There is conflicting evidence as to the effectiveness of the television commercials used in this long-running advertising campaign. A survey of adolescents found, not surprisingly, no difference in smoking behaviour between those who had and had not seen the “Break Free” commercials. As well, teenaged girls in focus groups said the messages were annoying and ineffective and the commercials stupid and unreal.
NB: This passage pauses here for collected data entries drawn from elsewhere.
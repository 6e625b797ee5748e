//! EventSub frame types.
//!
//! Inbound frames are JSON envelopes of the form
//! `{ "metadata": { "message_type": ... }, "payload": { ... } }`.
//! [`parse_frame`] maps the wire JSON into the closed [`EventSubMessage`]
//! enum at the boundary; everything downstream matches on it exhaustively.

use serde::Deserialize;

use crate::domain::{LiveNotice, SessionId};
use crate::error::{RelayError, RelayResult};

/// A classified EventSub frame.
#[derive(Debug, Clone, PartialEq)]
pub enum EventSubMessage {
    /// `session_welcome`: the server assigned a session id.
    SessionWelcome {
        /// Newly assigned session id.
        session_id: SessionId,
        /// Maximum silence (seconds) before the session should be
        /// considered dead, when the server announces one.
        keepalive_timeout_secs: Option<u64>,
    },
    /// `notification`: a subscribed event fired.
    Notification(LiveNotice),
    /// `revocation`: the server withdrew a subscription.
    Revocation {
        /// Raw subscription object, kept for logging.
        subscription: serde_json::Value,
    },
    /// `session_keepalive`: liveness signal.
    SessionKeepalive,
    /// Any other or missing `message_type`.
    Unrecognized {
        /// The message type as received, empty when absent.
        message_type: String,
    },
}

impl EventSubMessage {
    /// Wire name of the message type.
    #[must_use]
    pub fn message_type(&self) -> &str {
        match self {
            Self::SessionWelcome { .. } => "session_welcome",
            Self::Notification(_) => "notification",
            Self::Revocation { .. } => "revocation",
            Self::SessionKeepalive => "session_keepalive",
            Self::Unrecognized { message_type } => message_type,
        }
    }
}

#[derive(Debug, Deserialize)]
struct Envelope {
    #[serde(default)]
    metadata: Option<Metadata>,
    #[serde(default)]
    payload: serde_json::Value,
}

#[derive(Debug, Deserialize)]
struct Metadata {
    #[serde(default)]
    message_type: Option<String>,
}

#[derive(Debug, Deserialize)]
struct WelcomePayload {
    session: WelcomeSession,
}

#[derive(Debug, Deserialize)]
struct WelcomeSession {
    id: String,
    #[serde(default)]
    keepalive_timeout_seconds: Option<u64>,
}

#[derive(Debug, Deserialize)]
struct NotificationPayload {
    event: LiveNotice,
}

#[derive(Debug, Deserialize)]
struct RevocationPayload {
    #[serde(default)]
    subscription: serde_json::Value,
}

/// Parses one text frame into an [`EventSubMessage`].
///
/// # Errors
///
/// Returns [`RelayError::MalformedFrame`] if the frame is not JSON, or if a
/// recognized message type lacks the fields it requires (a welcome without
/// `session.id`, a notification without `event.broadcaster_user_name`).
pub fn parse_frame(text: &str) -> RelayResult<EventSubMessage> {
    let envelope: Envelope =
        serde_json::from_str(text).map_err(|e| RelayError::MalformedFrame(e.to_string()))?;

    let message_type = envelope
        .metadata
        .and_then(|m| m.message_type)
        .unwrap_or_default();

    let message = match message_type.as_str() {
        "session_welcome" => {
            let payload: WelcomePayload = decode_payload(envelope.payload, &message_type)?;
            EventSubMessage::SessionWelcome {
                session_id: SessionId::new(payload.session.id),
                keepalive_timeout_secs: payload.session.keepalive_timeout_seconds,
            }
        }
        "notification" => {
            let payload: NotificationPayload = decode_payload(envelope.payload, &message_type)?;
            EventSubMessage::Notification(payload.event)
        }
        "revocation" => {
            let payload: RevocationPayload = decode_payload(envelope.payload, &message_type)?;
            EventSubMessage::Revocation {
                subscription: payload.subscription,
            }
        }
        "session_keepalive" => EventSubMessage::SessionKeepalive,
        _ => EventSubMessage::Unrecognized { message_type },
    };

    Ok(message)
}

fn decode_payload<T: serde::de::DeserializeOwned>(
    payload: serde_json::Value,
    message_type: &str,
) -> RelayResult<T> {
    serde_json::from_value(payload)
        .map_err(|e| RelayError::MalformedFrame(format!("{message_type} payload: {e}")))
}
//! Domain layer: identifiers and the normalized live-event type.
//!
//! These types are shared by the EventSub client, the Helix subscription
//! manager and the local relay.

pub mod listener_id;
pub mod live_notice;
pub mod session_id;

pub use listener_id::ListenerId;
pub use live_notice::LiveNotice;
pub use session_id::SessionId;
However, a 1993 study found that 54% of young people surveyed said the advertisements “made me think about not smoking” (York, 1994; see Mintz et al., 1996, for a description of the cycles of research and advertising carried out).
The surtax on tobacco manufacturers’ profits instituted in 1994 was to generate $200 million, much of which was to be spent on a media anti-smoking campaign. Plans were to direct major chunks of this money to high risk groups: teens, young women, unemployed women, single mothers, women in low-paid jobs, aboriginal teens and women, women with less formal education (York, 1994). This three-year program, part of the Tobacco Demand Reduction Strategy, also has legislative and research components. About $60 million per year was to be used to raise awareness of the effects of second-hand smoke, and to deter smoking. Following the March 1995 federal budget, it was announced that spending on the program would be cut to about $30 million per year (McKenna,1995c). There is some evidence to suggest that the government’s anti-smoking advertising campaigns have not met their objectives (Howard, 1995), and that spending has been even less than announced (Fischer, 1995, p. B1).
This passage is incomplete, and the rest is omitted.